> _Exercise objective_
Only one stretch of the data is wanted: the line containing "reported in the", the line containing "use serde_json::Value as JsonValue;", and every line between them, copied exactly.

[Data to examine Boundary: Start]

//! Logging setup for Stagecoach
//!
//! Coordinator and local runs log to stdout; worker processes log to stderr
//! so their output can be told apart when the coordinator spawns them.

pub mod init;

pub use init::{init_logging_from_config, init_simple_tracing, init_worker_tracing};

[Data to examine Boundary: End]
[Data to examine Boundary: Start]

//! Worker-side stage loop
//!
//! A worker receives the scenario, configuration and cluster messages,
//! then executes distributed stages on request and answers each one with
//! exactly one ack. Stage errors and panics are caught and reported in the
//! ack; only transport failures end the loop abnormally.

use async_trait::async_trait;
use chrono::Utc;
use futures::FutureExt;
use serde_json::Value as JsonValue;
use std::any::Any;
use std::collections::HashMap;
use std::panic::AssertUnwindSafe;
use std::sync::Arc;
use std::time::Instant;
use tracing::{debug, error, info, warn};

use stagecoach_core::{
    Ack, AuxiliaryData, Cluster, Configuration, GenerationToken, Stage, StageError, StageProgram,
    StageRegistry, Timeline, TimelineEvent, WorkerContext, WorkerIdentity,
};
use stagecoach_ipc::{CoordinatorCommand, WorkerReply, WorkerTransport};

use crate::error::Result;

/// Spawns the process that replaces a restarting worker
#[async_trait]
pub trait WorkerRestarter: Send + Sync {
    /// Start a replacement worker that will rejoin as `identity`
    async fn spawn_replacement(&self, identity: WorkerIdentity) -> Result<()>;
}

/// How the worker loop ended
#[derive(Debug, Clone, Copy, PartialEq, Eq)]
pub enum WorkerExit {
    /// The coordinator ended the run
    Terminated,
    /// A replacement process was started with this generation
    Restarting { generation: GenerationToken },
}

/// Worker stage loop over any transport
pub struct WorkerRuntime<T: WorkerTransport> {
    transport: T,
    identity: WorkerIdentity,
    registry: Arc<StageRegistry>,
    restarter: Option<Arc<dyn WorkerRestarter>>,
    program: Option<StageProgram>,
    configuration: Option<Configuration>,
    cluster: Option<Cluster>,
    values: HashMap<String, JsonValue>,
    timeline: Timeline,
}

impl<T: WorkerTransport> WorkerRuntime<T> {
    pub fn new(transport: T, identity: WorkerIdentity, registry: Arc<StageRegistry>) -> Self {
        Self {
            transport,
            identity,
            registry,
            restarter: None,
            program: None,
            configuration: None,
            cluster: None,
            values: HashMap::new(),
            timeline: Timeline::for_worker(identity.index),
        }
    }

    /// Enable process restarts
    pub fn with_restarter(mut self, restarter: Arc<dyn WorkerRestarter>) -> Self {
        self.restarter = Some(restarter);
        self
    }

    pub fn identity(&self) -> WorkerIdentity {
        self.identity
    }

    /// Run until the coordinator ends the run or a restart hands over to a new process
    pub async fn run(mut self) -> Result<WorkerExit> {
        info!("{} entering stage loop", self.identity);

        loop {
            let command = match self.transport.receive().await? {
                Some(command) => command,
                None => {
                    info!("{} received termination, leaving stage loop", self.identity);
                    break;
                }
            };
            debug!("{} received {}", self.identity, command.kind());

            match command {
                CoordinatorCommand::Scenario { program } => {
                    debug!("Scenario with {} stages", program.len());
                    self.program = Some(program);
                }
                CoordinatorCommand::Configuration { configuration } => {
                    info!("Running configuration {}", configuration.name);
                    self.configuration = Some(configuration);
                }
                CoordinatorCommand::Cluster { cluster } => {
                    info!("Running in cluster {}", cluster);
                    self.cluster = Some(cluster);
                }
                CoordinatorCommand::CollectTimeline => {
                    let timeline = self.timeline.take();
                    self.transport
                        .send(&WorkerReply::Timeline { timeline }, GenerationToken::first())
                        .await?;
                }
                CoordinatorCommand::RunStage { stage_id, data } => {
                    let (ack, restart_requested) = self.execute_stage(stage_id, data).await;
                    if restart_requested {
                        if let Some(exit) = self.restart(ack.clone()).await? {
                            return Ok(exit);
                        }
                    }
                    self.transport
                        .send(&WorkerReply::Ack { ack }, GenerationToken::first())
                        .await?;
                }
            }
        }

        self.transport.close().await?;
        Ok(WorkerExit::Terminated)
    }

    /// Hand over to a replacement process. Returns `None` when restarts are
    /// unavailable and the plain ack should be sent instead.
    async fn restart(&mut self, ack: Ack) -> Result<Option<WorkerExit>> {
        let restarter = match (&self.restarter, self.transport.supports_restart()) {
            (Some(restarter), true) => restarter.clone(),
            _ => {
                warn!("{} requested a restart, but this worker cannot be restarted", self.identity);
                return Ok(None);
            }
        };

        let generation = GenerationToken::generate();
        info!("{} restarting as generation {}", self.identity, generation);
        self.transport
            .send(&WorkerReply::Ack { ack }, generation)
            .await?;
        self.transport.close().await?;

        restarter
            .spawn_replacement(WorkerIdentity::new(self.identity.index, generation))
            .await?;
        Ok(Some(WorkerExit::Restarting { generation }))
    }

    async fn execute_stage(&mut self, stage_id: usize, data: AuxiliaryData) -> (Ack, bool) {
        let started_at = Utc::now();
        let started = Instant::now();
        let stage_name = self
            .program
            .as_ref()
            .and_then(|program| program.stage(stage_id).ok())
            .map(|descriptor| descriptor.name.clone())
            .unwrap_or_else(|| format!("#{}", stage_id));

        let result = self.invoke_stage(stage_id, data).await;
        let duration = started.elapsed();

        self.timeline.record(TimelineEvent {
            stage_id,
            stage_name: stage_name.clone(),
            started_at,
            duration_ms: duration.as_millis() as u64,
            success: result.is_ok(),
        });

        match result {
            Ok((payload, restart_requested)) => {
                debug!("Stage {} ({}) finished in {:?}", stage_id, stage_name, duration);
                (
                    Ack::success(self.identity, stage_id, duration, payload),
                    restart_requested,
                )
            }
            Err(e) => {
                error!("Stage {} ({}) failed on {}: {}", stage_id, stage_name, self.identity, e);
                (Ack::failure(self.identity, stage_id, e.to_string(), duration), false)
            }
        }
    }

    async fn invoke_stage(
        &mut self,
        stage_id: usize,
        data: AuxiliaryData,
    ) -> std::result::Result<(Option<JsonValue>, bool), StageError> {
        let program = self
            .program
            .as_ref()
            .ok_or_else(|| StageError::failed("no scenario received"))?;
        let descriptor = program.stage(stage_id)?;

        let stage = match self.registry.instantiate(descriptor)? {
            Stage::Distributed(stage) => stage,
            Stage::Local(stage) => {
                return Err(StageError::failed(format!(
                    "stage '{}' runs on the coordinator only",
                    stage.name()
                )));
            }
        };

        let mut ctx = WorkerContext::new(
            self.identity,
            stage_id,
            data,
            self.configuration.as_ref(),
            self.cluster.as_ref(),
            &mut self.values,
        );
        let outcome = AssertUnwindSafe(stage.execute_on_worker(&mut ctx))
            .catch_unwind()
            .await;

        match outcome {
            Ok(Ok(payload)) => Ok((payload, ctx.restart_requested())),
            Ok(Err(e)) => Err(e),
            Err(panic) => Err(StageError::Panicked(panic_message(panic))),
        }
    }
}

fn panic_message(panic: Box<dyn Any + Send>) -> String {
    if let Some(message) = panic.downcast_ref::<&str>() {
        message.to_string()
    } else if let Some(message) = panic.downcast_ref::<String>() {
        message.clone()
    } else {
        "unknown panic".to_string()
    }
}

[Data to examine Boundary: End]

> _Completed exercise_
//! exactly one ack. Stage errors and panics are caught and reported in the
//! ack; only transport failures end the loop abnormally.

use async_trait::async_trait;
use chrono::Utc;
use futures::FutureExt;
use serde_json::Value as JsonValue;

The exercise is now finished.